While refactoring remains one of the most loved terms in technology marketing today, the data tells us it is not the most popular means of modernizing applications—unless you’re a technology company.

When we looked at how enterprises were modernizing, we discovered that nearly half (44%) were using only APIs (61%) or modern components (54%) to expand the digital presence of their portfolio. Companies in financial services, utilities, manufacturing, and telecommunications were all more than twice as likely to use APIs or modern components over refactoring.

This should not be surprising. Though many technologies are considered quite old by technology standards, firms operating in well-established and mature industries have been operating applications for longer than I’ve been alive. That’s a long time, I’m not ashamed to say. Thus, the cost and effort to refactor core applications is significantly higher than it would be for a relatively young technology company.

Still, it’s good to note that all four methods of modernization—including lift and shift to the public cloud—are on the table when organizations modernize. Reduce, reuse, and recycle would work well for an application modernization strategy:  

  1. Reduce the number of applications in the enterprise portfolio with a thorough audit. Eliminate redundancies and adopt SaaS equivalents when possible.  
  2. Reuse proven, traditional apps by extending them with APIs and modern components that enable seamless digital experiences and connectivity to third-party ecosystems.
  3. Recycle existing logic by refactoring into new applications, effectively modernizing access and operational models to improve the speed with which new features and security measures can be delivered.  
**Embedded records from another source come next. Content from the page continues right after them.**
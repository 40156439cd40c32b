mod model;
mod store;
mod validate;

pub use model::{ChangeEvent, CredentialRef, IntegrationConfig};
pub use store::{ConfigError, ConfigStore};
pub use validate::validate;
The Implications of Modernization

Long term readers will recognize at this point that changes in application architectures have significant impacts on every other technology and, in particular, application delivery and security technologies (the technologies formerly known as application services).

But it isn’t just the changes in application architectures that are driving change across the technology spectrum. The way in which applications are being stitched together to deliver seamless digital experiences is disrupting existing methods of monitoring and giving rise to a new kind of analytics. Automation and orchestration are critical capabilities needed to manage the increasingly multi-cloud portfolio, and organizations are struggling with the tools they need to do it.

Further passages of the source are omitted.